In an age of bare-faced beauty, confessing that I never wear makeup can sound annoyingly like a #humblebrag.
No, not even for swanky dates, photoshoots, or other special occasions; this month, I'll be playing bridesmaid at a close friend's wedding sans makeup, and I fully plan on doing the same at my own wedding.
Well-meaning colleagues have hinted that a bit of makeup might help me be taken more seriously, and they aren't wrong - research has shown that women who wear make-up tend to earn more.
But so far, the only concession I've made is for dance performances, where the discomfort of full-face stage paint has been enough to deter me.
My refusal of makeup might sound like some body-positive act of rebellion, but it plays out quite differently in my head.
Admittedly, I've tried – on and off – to identify with our cultural chorus of glowing #iwokeuplikethis selfies and feel-good exhortations about natural beauty.
Mostly, I tell people I'm just too lazy to fuss over one more thing in my hour-long skincare ritual.
The truth, though, comes from a place of unease - or maybe let's call it intuition. Over the years, I've been able to hone a sort of mental shrug about my (far from beautiful) bare face.
But once I make it a habit to rely on an edited image of myself, I suspect self-conscious thoughts about stepping out bare-faced will creep in.
If wearing makeup means becoming more – more professional, prettier, closer to flawless – going without inevitably means feeling less.
Once you pop, you can't stop – so best not to open that whole can of insecurities at all.
It sounds a little neurotic, but is it really?
We live in a world so made-up that the very concept of going makeup-free has long been subsumed by the pressure to use makeup… more subtly.
Sure, there're a handful of celebs who've made a habit of going #nomakeup even on the red carpet, including Alicia Keys and Tilda Swinton.
#NoMakeUpSelfies are now a cultural movement of body positivity, with every beauty queen from Kim Kardashian and Gal Gadot having posted "woke up like this" snaps at some point – even if the awe and applause heaped upon them for this feat feels like we're glimpsing some rare species in the wild.
Very quickly, though, the pressure of beauty standards has sprung up again in a more insidious form. Like viruses, the messaging has simply mutated.
In place of glossy glamour, the goal is now to nail the natural look as perfectly as genetically blessed stars with thousand-dollar skincare routines.
Countless beauty guides now offer ingenious tips on achieving the "art of no makeup" – whether it's doubling up on skincare, picking lightweight concealers, or swapping your blush for bronzer.
The implication is clear: It's cool to go natural, so long as your natural is beautiful.
In her landmark work on societal beauty standards, philosopher Sandra Lee Bartky offers a powerful analysis of how women's natural bodies are constructed as inferior.
Femininity and Domination might have been written decades before #nomakeup, but her conclusions still strike a chord:
"What is presupposed… is that we don't look good enough already, that attention to the ordinary standards of hygiene would be insufficient, that there is something wrong with us as we are.

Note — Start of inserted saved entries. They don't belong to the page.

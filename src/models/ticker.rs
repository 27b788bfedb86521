/// Current market snapshot for one symbol. Populated at bootstrap and kept
/// current by the public stream, which lives outside this crate.
#[derive(Clone, Copy, Debug, PartialEq)]
pub struct Ticker {
    pub bid: f64,
    pub ask: f64,
    pub last: f64,
    pub mark: f64,
    pub index: f64,
    pub percentage: f64,
    pub funding_rate: f64,
    pub volume: f64,
    pub quote_volume: f64,
    /// `0.0` when the venue omits open interest from the feed.
    pub open_interest: f64,
    /// Epoch millis of the last update; used for staleness logging only.
    pub timestamp: u64,
}

use serde::Deserialize;

/// One row of `GET /fapi/v1/ticker/24hr`.
#[derive(Clone, Debug, Deserialize)]
pub struct Ticker24hEntry {
    pub symbol: String,
    #[serde(rename = "lastPrice", with = "crate::serde_helpers::string_to_float")]
    pub last_price: f64,
    #[serde(rename = "priceChangePercent", with = "crate::serde_helpers::string_to_float")]
    pub price_change_percent: f64,
    #[serde(with = "crate::serde_helpers::string_to_float")]
    pub volume: f64,
    #[serde(rename = "quoteVolume", with = "crate::serde_helpers::string_to_float")]
    pub quote_volume: f64,
}

/// One row of `GET /fapi/v1/ticker/bookTicker`.
#[derive(Clone, Debug, Deserialize)]
pub struct BookTickerEntry {
    pub symbol: String,
    #[serde(rename = "bidPrice", with = "crate::serde_helpers::string_to_float")]
    pub bid_price: f64,
    #[serde(rename = "askPrice", with = "crate::serde_helpers::string_to_float")]
    pub ask_price: f64,
}

/// One row of `GET /fapi/v1/premiumIndex`: mark price, index price, and the
/// last funding rate, refreshed alongside the other tickers at bootstrap.
#[derive(Clone, Debug, Deserialize)]
pub struct PremiumIndexEntry {
    pub symbol: String,
    #[serde(rename = "markPrice", with = "crate::serde_helpers::string_to_float")]
    pub mark_price: f64,
    #[serde(rename = "indexPrice", with = "crate::serde_helpers::string_to_float")]
    pub index_price: f64,
    #[serde(rename = "lastFundingRate", with = "crate::serde_helpers::string_to_float")]
    pub last_funding_rate: f64,
}
use std::collections::HashMap;

use crate::errors::Result;
use crate::models::{
    AmountLimits, ExchangeInfoResponse, LeverageBracketEntry, LeverageLimits, Limits, Market,
    MarketTable, Precision, SymbolFilter,
};

/// Symbols the venue has delisted; bootstrap must never admit these into
/// the catalog even if `exchangeInfo` still lists them as trading.
pub const DELISTED_SYMBOLS: &[&str] = &[
    "BTSUSDT",
    "TOMOUSDT",
    "SCUSDT",
    "HNTUSDT",
    "SRMUSDT",
    "FTTUSDT",
    "RAYUSDT",
    "CVCUSDT",
    "COCOSUSDT",
    "STRAXUSDT",
    "DGBUSDT",
    "CTKUSDT",
    "ANTUSDT",
];

/// Immutable per-symbol contract metadata. Built once at bootstrap and
/// swapped wholesale on re-catalog; never mutated in place.
#[derive(Clone, Debug, Default)]
pub struct Catalog {
    markets: MarketTable,
}

impl Catalog {
    pub fn from_exchange_info(raw: &ExchangeInfoResponse) -> Result<Catalog> {
        let mut markets = HashMap::with_capacity(raw.symbols.len());
        for info in &raw.symbols {
            if info.contract_type != "PERPETUAL" || info.margin_asset != "USDT" {
                continue;
            }
            if DELISTED_SYMBOLS.contains(&info.symbol.as_str()) {
                continue;
            }

            let mut amount_step = 0.0;
            let mut amount_min = 0.0;
            let mut amount_max = 0.0;
            let mut price_step = 0.0;
            let mut min_notional = 0.0;
            for filter in &info.filters {
                match filter {
                    SymbolFilter::PriceFilter { tick_size } => price_step = *tick_size,
                    SymbolFilter::LotSize {
                        min_qty,
                        max_qty,
                        step_size,
                    } => {
                        amount_min = *min_qty;
                        amount_max = *max_qty;
                        amount_step = *step_size;
                    }
                    SymbolFilter::MinNotional { notional } => min_notional = *notional,
                    SymbolFilter::Unknown => {}
                }
            }

            let id = Market::composite_id(&info.base_asset, &info.quote_asset, &info.margin_asset);
            let market = Market {
                id: id.clone(),
                symbol: info.symbol.clone(),
                base: info.base_asset.clone(),
                quote: info.quote_asset.clone(),
                active: info.status == "TRADING",
                precision: Precision {
                    amount: amount_step,
                    price: price_step,
                },
                limits: Limits {
                    amount: AmountLimits {
                        min: amount_min,
                        max: amount_max,
                    },
                    min_notional,
                    leverage: LeverageLimits { min: 1, max: 1 },
                },
                contract_size: 1.0,
            };
            markets.insert(id, market);
        }
        Ok(Catalog { markets })
    }

    /// Refines `limits.leverage` for every already-loaded market using the
    /// highest bracket's `initialLeverage` as the ceiling.
    pub fn apply_leverage_brackets(&mut self, brackets: &[LeverageBracketEntry]) {
        for entry in brackets {
            let Some(market) = self
                .markets
                .values_mut()
                .find(|m| m.symbol == entry.symbol)
            else {
                continue;
            };
            let max_leverage = entry
                .brackets
                .iter()
                .map(|b| b.initial_leverage)
                .max()
                .unwrap_or(market.limits.leverage.max);
            market.limits.leverage.max = max_leverage;
        }
    }

    pub fn get(&self, symbol_or_id: &str) -> Option<&Market> {
        self.markets
            .get(symbol_or_id)
            .or_else(|| self.markets.values().find(|m| m.symbol == symbol_or_id))
    }

    pub fn len(&self) -> usize {
        self.markets.len()
    }

    pub fn is_empty(&self) -> bool {
        self.markets.is_empty()
    }

    pub fn iter(&self) -> impl Iterator<Item = &Market> {
        self.markets.values()
    }

    #[cfg(test)]
    pub fn from_markets(markets: MarketTable) -> Catalog {
        Catalog { markets }
    }
}

#[cfg(test)]
mod tests {
    use super::*;
    use crate::models::SymbolInfo;

    fn sample_info() -> ExchangeInfoResponse {
        ExchangeInfoResponse {
            symbols: vec![
                SymbolInfo {
                    symbol: "BTCUSDT".into(),
                    base_asset: "BTC".into(),
                    quote_asset: "USDT".into(),
                    margin_asset: "USDT".into(),
                    contract_type: "PERPETUAL".into(),
                    status: "TRADING".into(),
                    filters: vec![
                        SymbolFilter::PriceFilter { tick_size: 0.1 },
                        SymbolFilter::LotSize {
                            min_qty: 0.001,
                            max_qty: 1000.0,
                            step_size: 0.001,
                        },
                        SymbolFilter::MinNotional { notional: 5.0 },
                    ],
                },
                SymbolInfo {
                    symbol: "BTSUSDT".into(),
                    base_asset: "BTS".into(),
                    quote_asset: "USDT".into(),
                    margin_asset: "USDT".into(),
                    contract_type: "PERPETUAL".into(),
                    status: "TRADING".into(),
                    filters: vec![],
                },
            ],
        }
    }

    #[test]
    fn filters_delisted_and_non_perpetual_symbols() {
        let catalog = Catalog::from_exchange_info(&sample_info()).unwrap();
        assert_eq!(catalog.len(), 1);
        assert!(catalog.get("BTCUSDT").is_some());
        assert!(catalog.get("BTSUSDT").is_none());
    }
}
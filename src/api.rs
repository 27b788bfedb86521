/// Binance USDT-margined futures REST route table, one variant per
/// endpoint the adapter calls. Mirrors each route's HTTP verb in its
/// owning module rather than in the enum itself.
pub enum API {
    Market(MarketRoute),
    Trade(TradeRoute),
    Account(AccountRoute),
    UserStream(UserStreamRoute),
}

#[derive(Debug)]
pub enum WebsocketAPI {
    UserData,
}

pub enum MarketRoute {
    ExchangeInfo,
    LeverageBracket,
    Ticker24h,
    TickerBook,
    TickerPrice,
    PremiumIndex,
    Klines,
}

pub enum TradeRoute {
    Order,
    BatchOrders,
    OpenOrders,
    AllOpenOrders,
}

pub enum AccountRoute {
    Info,
    Balance,
    PositionSideDual,
    Leverage,
}

pub enum UserStreamRoute {
    ListenKey,
}

impl AsRef<str> for API {
    fn as_ref(&self) -> &str {
        match self {
            API::Market(route) => match route {
                MarketRoute::ExchangeInfo => "/fapi/v1/exchangeInfo",
                MarketRoute::LeverageBracket => "/fapi/v1/leverageBracket",
                MarketRoute::Ticker24h => "/fapi/v1/ticker/24hr",
                MarketRoute::TickerBook => "/fapi/v1/ticker/bookTicker",
                MarketRoute::TickerPrice => "/fapi/v1/ticker/price",
                MarketRoute::PremiumIndex => "/fapi/v1/premiumIndex",
                MarketRoute::Klines => "/fapi/v1/klines",
            },
            API::Trade(route) => match route {
                TradeRoute::Order => "/fapi/v1/order",
                TradeRoute::BatchOrders => "/fapi/v1/batchOrders",
                TradeRoute::OpenOrders => "/fapi/v1/openOrders",
                TradeRoute::AllOpenOrders => "/fapi/v1/allOpenOrders",
            },
            API::Account(route) => match route {
                AccountRoute::Info => "/fapi/v2/account",
                AccountRoute::Balance => "/fapi/v2/balance",
                AccountRoute::PositionSideDual => "/fapi/v1/positionSide/dual",
                AccountRoute::Leverage => "/fapi/v1/leverage",
            },
            API::UserStream(route) => match route {
                UserStreamRoute::ListenKey => "/fapi/v1/listenKey",
            },
        }
    }
}

impl From<API> for String {
    fn from(item: API) -> Self {
        String::from(item.as_ref())
    }
}

impl AsRef<str> for WebsocketAPI {
    fn as_ref(&self) -> &str {
        match self {
            WebsocketAPI::UserData => "/ws",
        }
    }
}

Here, the 'intimations of inferiority' are clear… the body I am to be, never sufficient unto itself, stands forever in need of plucking or painting, of slimming down or fattening up, of firming or flattening." – Femininity and Domination (1990)
To be clear, I'm not against makeup itself – only the anxieties and trapdoors that lurk beneath makeup and no-makeup norms.
Obviously, not every woman out there is overthinking her relationship to face paint.
But for those trapped in unease about their natural faces – as well as those who share my apprehension about using makeup – what other alternatives can we find refuge in?
It's only recently that I've begun playing around with a newfound concept: Body neutrality.
Pioneered a few years ago by intuitive eating counselor Anne Poirier, body neutrality opens up an alternative to feel-good body positivity and its pressures.
"There's a whole movement talking about loving our bodies," she explains.
"But it's kind of a long jump to move there from dissatisfaction. Some people are just going to land in body neutrality, which is the term we utilize for somewhere in the middle. It's a kind of detente, a white flag, a way station between hating oneself and loving oneself."
Unlike bare-faced beauty and its evil twin, body neutrality doesn't set itself up as an inspiration or ideal.
Rather than shifting the spotlight from one beauty trend to another, it switches off the spotlight altogether, leaving an accepting blankness about what we happen to look like - even an ambivalence.
As English actress Jameela Jamil puts it: "You're just a floating head. I'm a floating head wandering through the world."
For me, it's not hard to see in it the mental shrug I've cultivated as a way to ward off plain-faced insecurities.
But body neutrality also opens up for me the possibility of seeing makeup as equally neutral.
Neither full-faced glam nor baring warts and all need to be perceived as more or less; they simply are.
At the end of the day, I'm still left with a face to be loved because it works: Eyes which see, a nose which smells, a mouth blessedly capable of enjoying cake.
Whether that mouth is lipsticked, contoured, or just chapped.